Begin with the line that has "use serde_json::json;". Give it and every line after it again, exactly, through the end of the entries below.

:: Dataset entries ::
%%

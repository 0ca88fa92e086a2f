//! Test helpers for inbound HTTP components.

use std::sync::Arc;

use mockable::Clock;

use crate::domain::AdsGateway;
use crate::domain::ports::{AccessGate, AdsApi, FixtureAdsApi};
use crate::domain::workflow::{OnboardingWorkflow, WorkflowOptions, WorkflowPorts};
use crate::inbound::http::state::HttpState;
use crate::outbound::credential_storage::InMemoryCredentialStorage;
use crate::test_support::MutableClock;

/// Post-login redirect target used by handler tests.
pub const POST_LOGIN_PATH: &str = "/onboarding";

/// Build handler state over `api` and `gate` with in-memory credentials.
pub fn http_state(
    api: Arc<dyn AdsApi>,
    gate: Arc<dyn AccessGate>,
    options: WorkflowOptions,
) -> HttpState {
    let clock: Arc<dyn Clock> = Arc::new(MutableClock::at_epoch_secs(1_700_000_000));
    let ports = WorkflowPorts {
        ads_api: api.clone(),
        credential_storage: Arc::new(InMemoryCredentialStorage::default()),
        access_gate: gate.clone(),
    };
    let workflow = OnboardingWorkflow::new(ports, clock.clone(), options);
    HttpState::new(
        Arc::new(workflow),
        AdsGateway::new(api, clock),
        gate,
        POST_LOGIN_PATH,
    )
}

/// Handler state for endpoints that only consult the access gate.
pub fn http_state_with_gate(gate: Arc<dyn AccessGate>) -> HttpState {
    http_state(Arc::new(FixtureAdsApi), gate, WorkflowOptions::default())
}
//! Shared validation helpers for inbound HTTP adapters.

use serde_json::json;

use crate::domain::Error;

/// Validation error codes carried in `details.code`.
#[derive(Debug, Clone, Copy, PartialEq, Eq)]
pub(crate) enum ErrorCode {
    MissingField,
    InvalidValue,
}

impl ErrorCode {
    fn as_str(self) -> &'static str {
        match self {
            ErrorCode::MissingField => "missing_field",
            ErrorCode::InvalidValue => "invalid_value",
        }
    }
}

/// Newtype wrapper for HTTP field names to provide type safety.
#[derive(Debug, Clone, Copy, PartialEq, Eq)]
pub(crate) struct FieldName(&'static str);

impl FieldName {
    pub(crate) const fn new(name: &'static str) -> Self {
        Self(name)
    }

    pub(crate) fn as_str(&self) -> &'static str {
        self.0
    }
}

fn with_code(field: FieldName, message: String, code: ErrorCode) -> Error {
    Error::invalid_request(message).with_details(json!({
        "field": field.as_str(),
        "code": code.as_str(),
    }))
}

pub(crate) fn missing_field_error(field: FieldName) -> Error {
    with_code(
        field,
        format!("{}: is required", field.as_str()),
        ErrorCode::MissingField,
    )
}

pub(crate) fn invalid_field_error(field: FieldName, message: impl AsRef<str>) -> Error {
    with_code(
        field,
        format!("{}: {}", field.as_str(), message.as_ref()),
        ErrorCode::InvalidValue,
    )
}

%%

:: Answer section ::
use serde_json::json;

use crate::domain::Error;

/// Validation error codes carried in `details.code`.
#[derive(Debug, Clone, Copy, PartialEq, Eq)]
pub(crate) enum ErrorCode {
    MissingField,
    InvalidValue,
}

impl ErrorCode {
    fn as_str(self) -> &'static str {
        match self {
            ErrorCode::MissingField => "missing_field",
            ErrorCode::InvalidValue => "invalid_value",
        }
    }
}

/// Newtype wrapper for HTTP field names to provide type safety.
#[derive(Debug, Clone, Copy, PartialEq, Eq)]
pub(crate) struct FieldName(&'static str);

impl FieldName {
    pub(crate) const fn new(name: &'static str) -> Self {
        Self(name)
    }

    pub(crate) fn as_str(&self) -> &'static str {
        self.0
    }
}

fn with_code(field: FieldName, message: String, code: ErrorCode) -> Error {
    Error::invalid_request(message).with_details(json!({
        "field": field.as_str(),
        "code": code.as_str(),
    }))
}

pub(crate) fn missing_field_error(field: FieldName) -> Error {
    with_code(
        field,
        format!("{}: is required", field.as_str()),
        ErrorCode::MissingField,
    )
}

pub(crate) fn invalid_field_error(field: FieldName, message: impl AsRef<str>) -> Error {
    with_code(
        field,
        format!("{}: {}", field.as_str(), message.as_ref()),
        ErrorCode::InvalidValue,
    )
}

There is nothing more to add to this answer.